At its heart, Shaping a Dress focuses on the kindness and community found in coming out, instead of on spectacle. “I did just want a trans story that was just very warm, and soft, and uncomplicated where it does not have to be a whole thing. It can just be,” Rackett says.
The story’s simplicity allows the viewer to linger on the act of creation itself. And the music, composed in collaboration with pianist Timothonius and sound designer Brock Geiger, accentuates every careful movement. Timothonius recalls the process of composing for the short: “I think the beauty of Aaren's vision is Aaren is a pianist himself, he's not only an a very amazing artist and filmmaker, but he has a musical vision as well. So, he came back to me with a couple notes and he's like, ‘I love the piece. Maybe at this point in the song, you do this little trill’ and then he recorded himself playing it... So, it was really cool. There was sort of like this back and forth process. So, after a couple revisions, we had the full composition.”
For Timothonius, the project became a long-held dream realized. “I was very much into animated film, that was very much something I was passionate about growing up… once I saw Aaren's work, I was just so stunned by what he did. I was like, ‘Oh my gosh, this is like composing for a Ghibli film.’”
“I love the Ghibli reference because that was movie’s big inspiration for the vibe of the movie. Timothonius kind of shared that brain wave,” Rackett says.
The final recording took place at BuckingJam Palace, a historic Mount Royal home and jazz venue. “It was really amazing working with [Timothonius and Brock],” Rackett says. “Even the first draft after just my scattered bit of notes was already amazing.”
Sound engineer Brock Geiger, helped refine the mix that would shape the emotional pulse of the film. “I think it turned out so beautifully,” he says. “It has such delicate and nicely paced storytelling… it’s really cool to use the animation format to tell a story like this that is very inclusive and references a different time period.”

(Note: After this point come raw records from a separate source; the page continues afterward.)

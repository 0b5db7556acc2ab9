use std::sync::Arc;

use robot_platform::{EventNotice, FaceDetection, MemoryStore};
use tracing::info;

use crate::payload;
use crate::{BlockingEventAdapter, BridgeError, Decoded, EventSource, Result};

pub const FACE_EVENT: &str = "FaceDetected";

/// Face info list -> first face -> extra info -> label.
const LABEL_PATH: [usize; 4] = [1, 0, 1, 2];

#[derive(Clone, Debug, PartialEq, Eq)]
pub enum FaceCommand {
    Learn(String),
    Forget(String),
}

/// Face recognition events. The payload is the recognized label; a face that
/// is seen but not known yields an empty label.
pub struct FaceSource {
    faces: Arc<dyn FaceDetection>,
}

impl FaceSource {
    /// Wrap the face detection service, starting from an empty face database.
    pub fn new(faces: Arc<dyn FaceDetection>) -> Result<Self> {
        faces.clear_database()?;
        Ok(Self { faces })
    }

    pub fn learn_face(&self, name: &str) -> Result<bool> {
        let learned = self.faces.learn_face(name)?;
        info!(name, learned, "learn face");
        Ok(learned)
    }

    pub fn forget_face(&self, name: &str) -> Result<bool> {
        let forgotten = self.faces.forget_person(name)?;
        info!(name, forgotten, "forget face");
        Ok(forgotten)
    }
}

impl EventSource for FaceSource {
    type Payload = String;
    type Params = FaceCommand;

    fn event_name(&self) -> &str {
        FACE_EVENT
    }

    fn enable(&self) -> Result<()> {
        Ok(self.faces.set_recognition_enabled(true)?)
    }

    fn disable(&self) -> Result<()> {
        Ok(self.faces.set_recognition_enabled(false)?)
    }

    fn configure(&self, params: &FaceCommand) -> Result<()> {
        let (op, name, accepted) = match params {
            FaceCommand::Learn(name) => ("learn_face", name, self.learn_face(name)?),
            FaceCommand::Forget(name) => ("forget_face", name, self.forget_face(name)?),
        };
        if !accepted {
            return Err(BridgeError::Rejected {
                op,
                name: name.clone(),
            });
        }
        Ok(())
    }

    fn decode(&self, _notice: &EventNotice, memory: &dyn MemoryStore) -> Result<Decoded<String>> {
        let data = memory.get_data(FACE_EVENT)?;
        if payload::is_empty(&data) {
            return Ok(Decoded::Clear);
        }
        let label = payload::string_at(FACE_EVENT, &data, &LABEL_PATH)?;
        Ok(Decoded::Ready(label))
    }
}

impl BlockingEventAdapter<FaceSource> {
    /// Returns the platform's verdict; `false` is not an error here. Use
    /// [`configure`](Self::configure) with a [`FaceCommand`] to treat it as one.
    pub fn learn_face(&self, name: &str) -> Result<bool> {
        self.source().learn_face(name)
    }

    pub fn forget_face(&self, name: &str) -> Result<bool> {
        self.source().forget_face(name)
    }

    /// Block until a face is seen and return its label.
    pub fn recognize_face(&self) -> Result<String> {
        self.wait_for_event()
    }
}
use robot_platform::PlatformError;
use thiserror::Error;

pub type Result<T, E = BridgeError> = core::result::Result<T, E>;

#[derive(Debug, Error)]
pub enum BridgeError {
    #[error(transparent)]
    Platform(#[from] PlatformError),
    #[error("unexpected {event} payload at {path:?}: {reason}")]
    PayloadShape {
        event: String,
        path: Vec<usize>,
        reason: &'static str,
    },
    #[error("platform rejected {op} for {name:?}")]
    Rejected { op: &'static str, name: String },
    #[error("vocabulary must contain at least one word")]
    EmptyVocabulary,
}
mod face;
pub use face::{FaceCommand, FaceSource, FACE_EVENT};

mod word;
pub use word::{WordSource, DEFAULT_VOCABULARY, WORD_EVENT};

mod touch;
pub use touch::{TouchSource, DEFAULT_TOUCH_SENSOR};
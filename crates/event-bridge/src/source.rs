use robot_platform::{EventNotice, MemoryStore};

use crate::Result;

/// Outcome of decoding one platform notification.
#[derive(Clone, Debug, PartialEq)]
pub enum Decoded<T> {
    /// A fresh payload; wakes a pending waiter.
    Ready(T),
    /// The platform reported "nothing detected"; any unread payload is dropped.
    Clear,
    /// Not relevant to waiters (e.g. a sensor release).
    Ignore,
}

/// A named platform event together with the knowledge of how to switch it on
/// and off, configure it, and read its payload.
pub trait EventSource: Send + Sync + 'static {
    type Payload: Send + 'static;
    type Params: ?Sized;

    fn event_name(&self) -> &str;

    /// Start producing events. Called before a waiter blocks.
    fn enable(&self) -> Result<()> {
        Ok(())
    }

    /// Stop producing events. Called once a waiter has its payload.
    fn disable(&self) -> Result<()> {
        Ok(())
    }

    /// Apply parameters; later events reflect them.
    fn configure(&self, params: &Self::Params) -> Result<()>;

    /// Runs on the platform's delivery thread.
    fn decode(
        &self,
        notice: &EventNotice,
        memory: &dyn MemoryStore,
    ) -> Result<Decoded<Self::Payload>>;
}
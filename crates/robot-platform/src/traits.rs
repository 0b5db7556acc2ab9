use std::sync::Arc;

use crate::{EventCallback, PlatformValue, Result};

/// Named asynchronous notifications.
pub trait EventBus: Send + Sync {
    /// Bind `callback` to `event` under `module`. At most one subscription
    /// exists per (module, event) pair.
    fn subscribe(&self, event: &str, module: &str, callback: EventCallback) -> Result<()>;

    /// Remove the subscription of `module` to `event`.
    fn unsubscribe(&self, event: &str, module: &str) -> Result<()>;
}

/// Shared key/value memory the platform writes event payloads into.
pub trait MemoryStore: Send + Sync {
    fn get_data(&self, key: &str) -> Result<PlatformValue>;
}

pub trait FaceDetection: Send + Sync {
    fn set_recognition_enabled(&self, enabled: bool) -> Result<()>;

    /// Learn the face currently in view under `name`. Returns `false` if the
    /// platform could not learn it.
    fn learn_face(&self, name: &str) -> Result<bool>;

    fn forget_person(&self, name: &str) -> Result<bool>;

    fn clear_database(&self) -> Result<()>;
}

pub trait SpeechRecognition: Send + Sync {
    /// Pause (`true`) or resume (`false`) the recognition engine.
    fn pause(&self, paused: bool) -> Result<()>;

    fn set_vocabulary(&self, words: &[String], word_spotting: bool) -> Result<()>;

    fn set_audio_expression(&self, enabled: bool) -> Result<()>;

    fn set_visual_expression(&self, enabled: bool) -> Result<()>;
}

pub trait TextToSpeech: Send + Sync {
    fn say(&self, text: &str) -> Result<()>;
}

pub trait Motion: Send + Sync {
    /// Set stiffness of a joint chain (e.g. "Body"), in `0.0..=1.0`.
    fn set_stiffness(&self, chain: &str, stiffness: f32) -> Result<()>;
}

/// Every capability handle a behavior may need, owned explicitly.
#[derive(Clone)]
pub struct Capabilities {
    pub bus: Arc<dyn EventBus>,
    pub memory: Arc<dyn MemoryStore>,
    pub faces: Arc<dyn FaceDetection>,
    pub speech: Arc<dyn SpeechRecognition>,
    pub tts: Arc<dyn TextToSpeech>,
    pub motion: Arc<dyn Motion>,
}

The short film has taken two years from conception to completion, and has taught Rackett much about artistic endurance, “It's crazy, because the longest project I've ever done before this only took me about two months and with pre-production, this has taken me two years,” he says. “So, it's been a big thing building my stamina as an artist. But I'm like already starting to feel the itch to do it again.”
He plans to continue animating, perhaps exploring new tempos and tones. “With Shaping a Dress I did really want to like broaden my horizons of what I'd done in animation before by doing something that was much slower paced with slower movements and a lot of hand details. So probably I will mix it up again.”
Shaping a Dress will screen on November 13 during the Northern New Wave showcase during GIRAF21.